Andres Manuel Lopez Obrador

La vittoria di Andrés Manuel Lopez Obrador, AMLO, per oltre 30 punti di distanza rispetto al secondo arrivato ha dimensione storica. Non solo perché sarà il primo presidente espressione dalla sinistra messicana, ma perché è stato il catalizzatore di una vera e propria rivolta dei messicani contro lo stato delle cose che si è concretizzata nel voto al candidato “pulito”, diverso e fuori dal “giro” che ha governato il paese negli ultimi 20 anni.

In Messico non ha vinto infatti il voto ideologico, che sicuramente c’è pure stato, ma la differenza l’hanno fatta i cittadini arrabbiati e soprattutto i millenials, un terzo della popolazione messicana, che si sono riversati in massa a votare Obrador, come si era già verificato in Gran Bretagna per Corbyn o negli Stati Uniti per Sanders. Un voto disperato, di chi non vede di fronte a se un futuro che non sia fatto di lavoro precario o in fuga all’estero e che teme una violenza fuori controllo che può colpire chiunque.

Il Messico ha infatti il triste primato dei morti ammazzati, sopra diversi paesi in guerra. Sono numeri difficili da stimare, ma agghiaccianti. Negli ultimi 15 anni la lotta alla droga ha prodotto oltre 120.000 morti e circa 70.000 desaparecidos. Senza che la giustizia venga a capo di nulla, con i Cartelli più forti di prima e i rappresentanti dello Stato e della politica corrotti e collusi. Per questo la promessa di Lopez Obrador, ex popolare Sindaco di Città del Messico, di fare piazza pulita della corruzione e dei cartelli della droga ha riscosso tanto successo. Perché è credibile in quanto politico fuori dal gregge e perché la situazione non potrebbe peggiorare oltre. Ma AMLO non è un populista di nuova generazione.

Il suo bagaglio politico risale ai valori e alle idee della sinistra nazionalista latinoamericana, con forti convinzioni stataliste in un paese che ha subito pesanti riforme in chiave neoliberale promosse dal partito erede della Rivoluzione, oggi quasi scomparso. Non è detto nemmeno che rompa con gli Stati Uniti, da cui dipende l’80% del commercio estero del paese. Il Nord America geografico, USA, Canada e Messico, è una delle aree al mondo più integrate dal punto di vista produttivo e gli scossoni prodotti dalle politiche, perora solo annunciate, di Donald Trump di ridiscutere l’accordo Nafta trovano pochi spunti realistici.

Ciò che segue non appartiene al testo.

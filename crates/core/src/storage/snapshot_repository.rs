//! Versioned snapshot of the whole dashboard state.

use log::{error, warn};
use serde::Serialize;
use std::sync::Arc;

use super::KeyValueStore;
use crate::constants::{STORAGE_DATA_KEY, STORAGE_VERSION, STORAGE_VERSION_KEY};
use crate::errors::Result;
use crate::store::FinancialData;

#[derive(Debug, Clone, Copy, PartialEq, Eq, Serialize)]
#[serde(rename_all = "camelCase")]
pub struct StorageInfo {
    /// Size of the stored snapshot in bytes
    pub used_bytes: u64,
    pub available: bool,
}

/// Reads and writes [`FinancialData`] through a [`KeyValueStore`].
#[derive(Clone)]
pub struct SnapshotRepository {
    store: Arc<dyn KeyValueStore>,
}

impl SnapshotRepository {
    pub fn new(store: Arc<dyn KeyValueStore>) -> Self {
        Self { store }
    }

    pub fn save(&self, data: &FinancialData) -> Result<()> {
        let json = serde_json::to_string(data)?;
        self.store.set(STORAGE_DATA_KEY, &json)?;
        self.store.set(STORAGE_VERSION_KEY, STORAGE_VERSION)?;
        Ok(())
    }

    /// Returns the stored snapshot, or `None` when nothing usable is stored.
    ///
    /// A snapshot written under another version tag is discarded. Corrupt
    /// JSON is logged and ignored.
    pub fn load(&self) -> Option<FinancialData> {
        let stored = match self.store.get(STORAGE_DATA_KEY) {
            Ok(Some(stored)) => stored,
            Ok(None) => return None,
            Err(e) => {
                error!("Error loading stored data: {}", e);
                return None;
            }
        };

        let version = self.store.get(STORAGE_VERSION_KEY).ok().flatten();
        if version.as_deref() != Some(STORAGE_VERSION) {
            warn!(
                "Stored data version {:?} does not match {}, discarding",
                version, STORAGE_VERSION
            );
            if let Err(e) = self.clear() {
                error!("Error clearing stored data: {}", e);
            }
            return None;
        }

        match serde_json::from_str::<FinancialData>(&stored) {
            Ok(data) => Some(data),
            Err(e) => {
                error!("Stored data is corrupt: {}", e);
                None
            }
        }
    }

    pub fn clear(&self) -> Result<()> {
        self.store.remove(STORAGE_DATA_KEY)?;
        self.store.remove(STORAGE_VERSION_KEY)?;
        Ok(())
    }

    pub fn storage_info(&self) -> StorageInfo {
        if !self.store.is_available() {
            return StorageInfo {
                used_bytes: 0,
                available: false,
            };
        }
        match self.store.get(STORAGE_DATA_KEY) {
            Ok(data) => StorageInfo {
                used_bytes: data.map(|d| d.len() as u64).unwrap_or(0),
                available: true,
            },
            Err(_) => StorageInfo {
                used_bytes: 0,
                available: false,
            },
        }
    }
}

Lopez Obrador ha già rilanciato su quel tema, promettendo che si farà promotore di un cambio di marcia del discutibile accordo firmato nel 1994, e cioè proporrà che si passi dal solo scambio di merci a un patto per lo sviluppo seguendo l’ispirazione di John F Kennedy che negli anni ’60 lanciò l’Alleanza per il Progresso. Il punto principale della proposta di AMLO è però concentrare risorse tra i soci del Nord per favorire lo sviluppo del Centro America, una terra scossa da conflitti sociali e preda delle gang criminali da dove provengono la maggior parte dei migranti che vorrebbero entrare negli Stati Uniti. Il Centro America è la Libia degli Stati Uniti, e a Washington lo sanno.

Amlo non passerà inavvertito, questo è sicuro. Non sarà un semplice burocrate al servizio dei poteri forti e criminali del Messico che abbassa la testa davanti a Donald Trump. E’ l’unico che potrebbe riuscire a fare tornare a ragionare gli Stati Uniti in termini di partenariato e non di chiusura. Una sfida forse maggiore rispetto a quella della lotta alla corruzione interna già annunciata come priorità. Il Messico democratico ha detto basta con il voto, e per la prima volta ha premiato la sinistra. Una responsabilità storica.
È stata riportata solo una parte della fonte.